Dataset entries
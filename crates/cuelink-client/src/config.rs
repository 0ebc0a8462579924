//! Client configuration.
//!
//! [`SessionConfig`] tunes a single [`CueController`](crate::CueController)
//! session: the reply port and every handshake wait. [`ClientConfig`] is
//! the `cuelink` binary's `config.toml`, found at
//! `~/.config/cuelink/config.toml` by default.

use std::path::{Path, PathBuf};
use std::time::Duration;

use serde::{Deserialize, Serialize};

use cuelink_protocol::{DEFAULT_REPLY_PORT, DEFAULT_SERVER_PORT, MAX_PACKET_SIZE};

use crate::error::{ClientError, ClientResult};

/// Largest payload a UDP datagram can carry over IPv4.
pub const MAX_UDP_PAYLOAD: usize = 65_507;

// ---------------------------------------------------------------------------
// SessionConfig
// ---------------------------------------------------------------------------

/// Session tuning.
///
/// Every wait is an upper bound: it ends early as soon as the state it is
/// waiting for shows up.
#[derive(Debug, Clone, PartialEq, Eq)]
pub struct SessionConfig {
    /// Local UDP port QLab sends replies to. `0` picks an ephemeral port.
    pub reply_port: u16,

    /// Largest datagram accepted; bigger ones are dropped.
    pub max_packet_size: usize,

    /// Pause after the unscoped authentication attempt.
    pub auth_settle: Duration,

    /// How long to wait for the workspace listing during connect.
    pub workspace_wait: Duration,

    /// How long connect waits for the cue table before returning.
    pub connect_settle: Duration,

    /// Pause between a playback command and the position re-query.
    pub command_refresh_delay: Duration,

    /// How long a snapshot waits for the position reply.
    pub snapshot_wait: Duration,

    /// How long disconnect waits for the receive loop to stop.
    pub close_timeout: Duration,
}

impl Default for SessionConfig {
    fn default() -> Self {
        Self {
            reply_port: DEFAULT_REPLY_PORT,
            max_packet_size: MAX_PACKET_SIZE,
            auth_settle: Duration::from_millis(300),
            workspace_wait: Duration::from_secs(1),
            connect_settle: Duration::from_millis(500),
            command_refresh_delay: Duration::from_millis(50),
            snapshot_wait: Duration::from_millis(150),
            close_timeout: Duration::from_secs(1),
        }
    }
}

impl SessionConfig {
    /// Creates a session configuration with default timings.
    pub fn new() -> Self {
        Self::default()
    }

    /// Builder: set the local reply port.
    pub fn with_reply_port(mut self, port: u16) -> Self {
        self.reply_port = port;
        self
    }

    /// Builder: set the maximum accepted packet size, capped at
    /// [`MAX_UDP_PAYLOAD`].
    pub fn with_max_packet_size(mut self, size: usize) -> Self {
        self.max_packet_size = size.min(MAX_UDP_PAYLOAD);
        self
    }

    /// Builder: set the post-authentication pause.
    pub fn with_auth_settle(mut self, wait: Duration) -> Self {
        self.auth_settle = wait;
        self
    }

    /// Builder: set the workspace listing wait.
    pub fn with_workspace_wait(mut self, wait: Duration) -> Self {
        self.workspace_wait = wait;
        self
    }

    /// Builder: set the final connect wait.
    pub fn with_connect_settle(mut self, wait: Duration) -> Self {
        self.connect_settle = wait;
        self
    }

    /// Builder: set the delay before re-querying the playback position.
    pub fn with_command_refresh_delay(mut self, wait: Duration) -> Self {
        self.command_refresh_delay = wait;
        self
    }

    /// Builder: set the snapshot wait.
    pub fn with_snapshot_wait(mut self, wait: Duration) -> Self {
        self.snapshot_wait = wait;
        self
    }

    /// Builder: set the receive-loop shutdown timeout.
    pub fn with_close_timeout(mut self, wait: Duration) -> Self {
        self.close_timeout = wait;
        self
    }
}

// ---------------------------------------------------------------------------
// ClientConfig (config.toml)
// ---------------------------------------------------------------------------

/// Configuration for the `cuelink` binary.
#[derive(Debug, Clone, Default, PartialEq, Eq, Serialize, Deserialize)]
#[serde(default)]
pub struct ClientConfig {
    /// Which QLab to talk to.
    pub connection: ConnectionSettings,

    /// Overrides for the session waits.
    pub timing: TimingSettings,
}

/// Where QLab runs.
#[derive(Debug, Clone, PartialEq, Eq, Serialize, Deserialize)]
#[serde(default)]
pub struct ConnectionSettings {
    /// Host name or IP address of the QLab machine.
    pub host: String,

    /// QLab OSC port.
    pub port: u16,

    /// Workspace passcode, if the workspace requires one.
    #[serde(skip_serializing_if = "Option::is_none")]
    pub passcode: Option<String>,
}

impl Default for ConnectionSettings {
    fn default() -> Self {
        Self {
            host: "127.0.0.1".to_string(),
            port: DEFAULT_SERVER_PORT,
            passcode: None,
        }
    }
}

/// Millisecond overrides for [`SessionConfig`]; unset values keep defaults.
#[derive(Debug, Clone, Default, PartialEq, Eq, Serialize, Deserialize)]
#[serde(default)]
pub struct TimingSettings {
    #[serde(skip_serializing_if = "Option::is_none")]
    pub reply_port: Option<u16>,
    #[serde(skip_serializing_if = "Option::is_none")]
    pub auth_settle_ms: Option<u64>,
    #[serde(skip_serializing_if = "Option::is_none")]
    pub workspace_wait_ms: Option<u64>,
    #[serde(skip_serializing_if = "Option::is_none")]
    pub connect_settle_ms: Option<u64>,
    #[serde(skip_serializing_if = "Option::is_none")]
    pub command_refresh_delay_ms: Option<u64>,
    #[serde(skip_serializing_if = "Option::is_none")]
    pub snapshot_wait_ms: Option<u64>,
}

impl TimingSettings {
    /// Applies the overrides on top of the default session configuration.
    pub fn to_session_config(&self) -> SessionConfig {
        let mut config = SessionConfig::default();
        if let Some(port) = self.reply_port {
            config.reply_port = port;
        }
        let overrides = [
            (self.auth_settle_ms, &mut config.auth_settle),
            (self.workspace_wait_ms, &mut config.workspace_wait),
            (self.connect_settle_ms, &mut config.connect_settle),
            (self.command_refresh_delay_ms, &mut config.command_refresh_delay),
            (self.snapshot_wait_ms, &mut config.snapshot_wait),
        ];
        for (millis, slot) in overrides {
            if let Some(millis) = millis {
                *slot = Duration::from_millis(millis);
            }
        }
        config
    }
}

impl ClientConfig {
    /// Loads configuration from the default path, or defaults when the
    /// file does not exist.
    pub fn load() -> ClientResult<Self> {
        let path = Self::default_path();
        if path.exists() {
            Self::load_from(&path)
        } else {
            Ok(Self::default())
        }
    }

    /// Loads configuration from a specific path.
    pub fn load_from(path: &Path) -> ClientResult<Self> {
        let content = std::fs::read_to_string(path).map_err(|e| {
            ClientError::config(format!("failed to read {}: {}", path.display(), e))
        })?;
        toml::from_str(&content).map_err(|e| {
            ClientError::config(format!("failed to parse {}: {}", path.display(), e))
        })
    }

    /// Returns the default configuration file path.
    pub fn default_path() -> PathBuf {
        Self::default_config_dir().join("config.toml")
    }

    /// Returns the default configuration directory.
    pub fn default_config_dir() -> PathBuf {
        dirs::config_dir()
            .unwrap_or_else(|| PathBuf::from("."))
            .join("cuelink")
    }

    /// Session configuration derived from the `[timing]` table.
    pub fn session_config(&self) -> SessionConfig {
        self.timing.to_session_config()
    }
}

• _WHAT YOU SHOULD DO_: Retype the first line of the entries and every line after it, please, through the line that contains "pub struct SessionConfig". Add nothing.

• _YOUR SOLUTION_:
filename crates/cuelink-client/src/config.rs
repository 0ebc0a8462579924
//! Client configuration.
//!
//! [`SessionConfig`] tunes a single [`CueController`](crate::CueController)
//! session: the reply port and every handshake wait. [`ClientConfig`] is
//! the `cuelink` binary's `config.toml`, found at
//! `~/.config/cuelink/config.toml` by default.

use std::path::{Path, PathBuf};
use std::time::Duration;

use serde::{Deserialize, Serialize};

use cuelink_protocol::{DEFAULT_REPLY_PORT, DEFAULT_SERVER_PORT, MAX_PACKET_SIZE};

use crate::error::{ClientError, ClientResult};

/// Largest payload a UDP datagram can carry over IPv4.
pub const MAX_UDP_PAYLOAD: usize = 65_507;

// ---------------------------------------------------------------------------
// SessionConfig
// ---------------------------------------------------------------------------

/// Session tuning.
///
/// Every wait is an upper bound: it ends early as soon as the state it is
/// waiting for shows up.
#[derive(Debug, Clone, PartialEq, Eq)]
pub struct SessionConfig {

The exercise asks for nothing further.